The results of operations for the interim periods shown in this report are
not necessarily indicative of results to be expected for the fiscal year.
In the opinion of management, the information contained herein reflects all
adjustments necessary to make the results of operations for the interim
periods a fair statement of such operations. All such adjustments are of a
normal recurring nature.
2. NOTE REDEMPTION
In April 1997, Braun's Fashions Corporation (the "Company") purchased
$800,000 principal face amount of its 12% Senior Notes due 2005, (the "New
Notes") at a 20% discount from par. This resulted in a gain of $104,720,
net of tax, for the quarter. This purchase will satisfy the Company's
total January 1, 1998 redemption requirement and a portion of its January
1, 1999 requirement as well. The remaining scheduled principal payments,
due January 1 of the following years, is as follows: 1999 - $679,595, 2000
- $803,902, 2001 - $875,752, 2002 - $958,207, 2003 - $1,040,074, 2004 -
$1,133,443 and 2005 - $6,031,476.
3. NEW ACCOUNTING STANDARD
In February 1997, the Financial Accounting Standards Board issued SFAS No.
128, "Earnings Per Share". SFAS No. 128 specifies new standards designed
to improve the earnings per share ("EPS") information provided in financial
statements by simplifying the existing computational guidelines, revising
the disclosure requirements and increasing the comparability of EPS data on
an international basis. Some of the changes made to simplify the EPS
computations include: (a) eliminating the presentation of primary EPS and
replacing it with basic EPS, with the principal difference being that the
common stock equivalents are not considered in computing basic EPS, (b)
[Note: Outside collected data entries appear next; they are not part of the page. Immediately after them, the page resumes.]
//! # postrec
//!
//! Hybrid post recommender. Collaborative filtering over a user×post
//! interaction matrix (truncated SVD) is blended with TF-IDF title
//! similarity aligned onto the same item axis.
//!
//! ```text
//! dataset ─► InteractionMatrix ─┬─► LatentFactors ─────┐
//!                               └─► ContentSimilarity ─┴─► HybridScorer ─► RecommendationService
//! ```
//!
//! Everything derived from the dataset is rebuilt as one immutable
//! [`builder::RecommenderModel`] snapshot.

pub mod builder;
pub mod config;
pub mod dataset;
pub mod error;
pub mod evaluation;
pub mod factorization;
pub mod interaction;
pub mod operators;
pub mod scorer;
pub mod service;
pub mod similarity;
pub mod stopwords;
pub mod tfidf;

pub use builder::{RecommenderBuilder, RecommenderModel};
pub use config::RecommenderConfig;
pub use error::{RecommendError, Result};
pub use service::{FeedQuery, FeedReply, RecommendationService};

#[cfg(test)]
mod tests;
eliminating the modified treasury stock method and the three percent
materiality provision and (c) revising the contingent share provisions and
the supplemental EPS data requirements. SFAS No. 128 also makes a number of
changes to existing disclosure requirements. SFAS No. 128 is effective for
financial statements issued for periods ending after December 15, 1997,
including interim periods. The Company has not yet determined the impact
of the implementation of SFAS No. 128.
ITEM 2.
MANAGEMENT'S DISCUSSION AND ANALYSIS OF FINANCIAL CONDITION AND RESULTS OF
OPERATIONS
GENERAL
Braun's Fashions Corporation (the "Company") is a Minneapolis-based regional
retailer of women's specialty apparel, which operates through its wholly-owned
subsidiary, Braun's Fashions, Inc. ("BFI"). As of July 1, 1997, the Company
operated a chain of 170 stores in 20 states in the Midwest and Pacific
Northwest. The Company's stores offer coordinated assortments of moderately
priced sportswear, sweaters, dresses and accessories.
6
<PAGE>
As a result of an extremely competitive environment and in response to the
deteriorating liquidity position brought on by losses at approximately 50 of its
store locations and to facilitate restructuring of its obligations, the Company
filed for protection from its creditors under Chapter 11 of the United States
Bankruptcy Code on July 2, 1996. The Company's plan of reorganization was
confirmed by the Bankruptcy Court on November 22, 1996 and became effective on
December 3, 1996.
As a result of the reorganization, the Company rejected 50 unprofitable store
leases; re-negotiated more favorable lease terms for an additional 46 stores;
negotiated a $10 million working capital line of credit with a new lender;
downsized the distribution center by 35,000 square feet; strengthened the
organization by hiring highly qualified individuals in the key areas of store
operations and merchandise planning and distribution, and eliminated corporate
and field staff associated with the discontinuance of the junior division (Gigi
stores) and the reduced number of stores.
RESULTS OF OPERATIONS
The following table sets forth, for the periods indicated, certain items from
the Company's operating statement data expressed as a percentage of net sales.
QUARTER ENDED
-------------
MAY 31, 1997 JUNE 1, 1996
------------ ------------
Net sales 100.0% 100.0%
Merchandise, buying and occupancy 64.9 68.8
-------- --------
Gross profit 35.1 31.2
Selling, general and administrative 25.1 27.6
Depreciation and amortization 2.8 3.6
-------- --------
Operating income 7.2 0.0
Interest, net 0.9 1.6
-------- --------
Income (loss) before income taxes
and extraordinary gain 6.3 (1.6)
Income tax provision (benefit) 2.4 (0.6)
-------- --------
Income (loss) before extraordinary gain 3.9 (1.0)
Extraordinary gain 0.5 --
-------- --------
Net income (loss) 4.4% (1.0)%
-------- --------
-------- --------
7
<PAGE>
QUARTER ENDED MAY 31, 1997 COMPARED TO QUARTER ENDED JUNE 1, 1996.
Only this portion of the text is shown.